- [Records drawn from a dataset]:
((

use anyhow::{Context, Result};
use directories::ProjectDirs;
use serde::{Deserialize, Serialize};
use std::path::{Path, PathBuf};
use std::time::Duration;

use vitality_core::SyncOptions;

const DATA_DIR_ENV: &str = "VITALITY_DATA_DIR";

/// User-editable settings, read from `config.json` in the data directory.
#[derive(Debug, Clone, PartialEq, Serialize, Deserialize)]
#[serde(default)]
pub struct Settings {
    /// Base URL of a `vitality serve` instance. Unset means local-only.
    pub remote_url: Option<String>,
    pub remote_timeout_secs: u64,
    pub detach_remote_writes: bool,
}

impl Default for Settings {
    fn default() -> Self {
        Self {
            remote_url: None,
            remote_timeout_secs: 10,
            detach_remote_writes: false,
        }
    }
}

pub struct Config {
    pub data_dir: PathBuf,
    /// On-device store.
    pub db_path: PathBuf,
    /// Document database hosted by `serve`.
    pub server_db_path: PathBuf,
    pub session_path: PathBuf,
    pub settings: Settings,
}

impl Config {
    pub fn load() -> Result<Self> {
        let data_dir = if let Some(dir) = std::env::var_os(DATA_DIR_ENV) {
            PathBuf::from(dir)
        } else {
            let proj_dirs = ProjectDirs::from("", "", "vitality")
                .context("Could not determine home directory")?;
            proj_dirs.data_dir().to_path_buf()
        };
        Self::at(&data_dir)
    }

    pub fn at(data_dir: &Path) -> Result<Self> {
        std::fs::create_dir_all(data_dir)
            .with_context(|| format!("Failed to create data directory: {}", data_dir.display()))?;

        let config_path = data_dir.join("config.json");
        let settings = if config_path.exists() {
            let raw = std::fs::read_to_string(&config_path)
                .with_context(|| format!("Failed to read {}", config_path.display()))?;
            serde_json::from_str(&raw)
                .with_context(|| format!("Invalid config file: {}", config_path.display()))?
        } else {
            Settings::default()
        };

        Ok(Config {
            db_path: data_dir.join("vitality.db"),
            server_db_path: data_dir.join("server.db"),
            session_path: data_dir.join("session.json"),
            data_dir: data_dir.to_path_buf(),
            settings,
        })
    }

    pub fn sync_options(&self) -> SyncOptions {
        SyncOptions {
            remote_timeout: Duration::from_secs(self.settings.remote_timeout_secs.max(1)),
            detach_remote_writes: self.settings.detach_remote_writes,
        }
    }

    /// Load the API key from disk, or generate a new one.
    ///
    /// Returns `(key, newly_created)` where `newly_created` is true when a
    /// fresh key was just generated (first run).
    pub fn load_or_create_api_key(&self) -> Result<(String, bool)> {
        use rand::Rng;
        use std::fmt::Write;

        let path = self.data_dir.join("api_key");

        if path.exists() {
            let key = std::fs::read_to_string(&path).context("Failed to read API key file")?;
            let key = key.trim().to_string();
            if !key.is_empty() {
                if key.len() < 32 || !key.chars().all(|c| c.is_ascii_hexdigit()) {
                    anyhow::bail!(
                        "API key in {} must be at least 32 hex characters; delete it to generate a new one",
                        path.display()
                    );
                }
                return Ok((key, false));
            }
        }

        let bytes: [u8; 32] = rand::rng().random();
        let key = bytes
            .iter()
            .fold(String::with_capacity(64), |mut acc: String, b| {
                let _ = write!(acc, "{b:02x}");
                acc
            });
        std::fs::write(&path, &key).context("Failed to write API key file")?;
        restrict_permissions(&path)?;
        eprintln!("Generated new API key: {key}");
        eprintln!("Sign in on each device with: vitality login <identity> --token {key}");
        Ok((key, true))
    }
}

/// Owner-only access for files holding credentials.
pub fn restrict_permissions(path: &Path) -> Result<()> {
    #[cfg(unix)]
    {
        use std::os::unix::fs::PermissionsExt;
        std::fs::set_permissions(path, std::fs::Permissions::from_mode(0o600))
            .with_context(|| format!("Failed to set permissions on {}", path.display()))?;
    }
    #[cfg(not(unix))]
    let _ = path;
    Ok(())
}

))
((

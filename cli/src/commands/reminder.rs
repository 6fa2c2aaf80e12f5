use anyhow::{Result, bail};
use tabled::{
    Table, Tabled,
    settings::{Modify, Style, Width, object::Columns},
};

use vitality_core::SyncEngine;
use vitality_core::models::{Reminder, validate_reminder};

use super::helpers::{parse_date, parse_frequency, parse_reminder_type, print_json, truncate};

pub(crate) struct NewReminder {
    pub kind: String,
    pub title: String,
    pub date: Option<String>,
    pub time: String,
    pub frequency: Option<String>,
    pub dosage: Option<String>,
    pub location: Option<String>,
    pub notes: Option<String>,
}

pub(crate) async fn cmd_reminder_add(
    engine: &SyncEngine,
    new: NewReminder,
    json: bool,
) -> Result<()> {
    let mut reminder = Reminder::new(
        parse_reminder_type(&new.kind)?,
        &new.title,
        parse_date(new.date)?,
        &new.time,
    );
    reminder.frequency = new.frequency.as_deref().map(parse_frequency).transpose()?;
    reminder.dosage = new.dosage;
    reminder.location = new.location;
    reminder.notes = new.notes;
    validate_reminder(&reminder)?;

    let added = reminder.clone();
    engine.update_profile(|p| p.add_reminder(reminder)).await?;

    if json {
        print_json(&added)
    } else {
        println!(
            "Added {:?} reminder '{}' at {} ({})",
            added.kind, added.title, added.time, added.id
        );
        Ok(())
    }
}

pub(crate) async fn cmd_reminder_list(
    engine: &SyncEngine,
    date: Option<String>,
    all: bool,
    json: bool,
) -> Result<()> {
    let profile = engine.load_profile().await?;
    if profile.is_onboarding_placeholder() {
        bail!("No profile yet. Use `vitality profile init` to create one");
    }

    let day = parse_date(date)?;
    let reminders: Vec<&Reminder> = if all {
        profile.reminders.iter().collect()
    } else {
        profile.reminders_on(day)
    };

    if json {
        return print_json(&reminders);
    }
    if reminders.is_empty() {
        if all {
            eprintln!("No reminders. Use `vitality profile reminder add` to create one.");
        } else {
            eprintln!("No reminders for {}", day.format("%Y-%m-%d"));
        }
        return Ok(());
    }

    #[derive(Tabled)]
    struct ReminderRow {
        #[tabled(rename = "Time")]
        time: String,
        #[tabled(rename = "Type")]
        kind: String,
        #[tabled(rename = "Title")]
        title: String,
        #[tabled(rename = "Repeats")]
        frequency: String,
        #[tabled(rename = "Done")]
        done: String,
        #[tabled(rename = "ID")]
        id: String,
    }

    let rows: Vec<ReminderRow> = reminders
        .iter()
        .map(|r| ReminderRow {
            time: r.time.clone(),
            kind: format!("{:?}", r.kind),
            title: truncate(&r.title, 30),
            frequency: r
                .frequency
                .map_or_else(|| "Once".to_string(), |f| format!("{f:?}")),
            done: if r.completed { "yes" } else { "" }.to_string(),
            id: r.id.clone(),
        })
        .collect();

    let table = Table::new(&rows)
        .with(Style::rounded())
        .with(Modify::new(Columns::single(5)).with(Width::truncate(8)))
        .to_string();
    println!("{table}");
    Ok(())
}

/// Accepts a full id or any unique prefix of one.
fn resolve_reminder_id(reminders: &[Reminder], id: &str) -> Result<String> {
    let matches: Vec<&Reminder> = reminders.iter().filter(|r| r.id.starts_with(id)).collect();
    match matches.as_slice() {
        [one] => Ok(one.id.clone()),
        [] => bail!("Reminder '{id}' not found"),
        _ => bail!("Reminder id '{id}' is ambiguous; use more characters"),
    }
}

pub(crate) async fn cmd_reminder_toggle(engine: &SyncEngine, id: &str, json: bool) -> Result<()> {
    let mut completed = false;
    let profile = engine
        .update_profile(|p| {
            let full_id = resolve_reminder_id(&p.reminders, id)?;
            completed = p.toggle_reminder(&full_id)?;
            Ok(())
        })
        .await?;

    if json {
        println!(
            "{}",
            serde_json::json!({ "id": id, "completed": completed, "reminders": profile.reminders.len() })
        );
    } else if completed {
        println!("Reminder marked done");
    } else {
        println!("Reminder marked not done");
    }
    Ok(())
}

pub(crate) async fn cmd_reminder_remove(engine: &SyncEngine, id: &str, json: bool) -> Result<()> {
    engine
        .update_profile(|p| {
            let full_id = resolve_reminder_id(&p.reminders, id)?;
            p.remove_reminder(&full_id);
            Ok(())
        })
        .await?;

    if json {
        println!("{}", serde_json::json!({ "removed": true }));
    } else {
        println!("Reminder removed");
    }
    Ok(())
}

))

- [Problem]: Check each line of the data above for the word "ProjectDirs" and copy the ones where it is found.

- [Solution to this exercise]:
use directories::ProjectDirs;
            let proj_dirs = ProjectDirs::from("", "", "vitality")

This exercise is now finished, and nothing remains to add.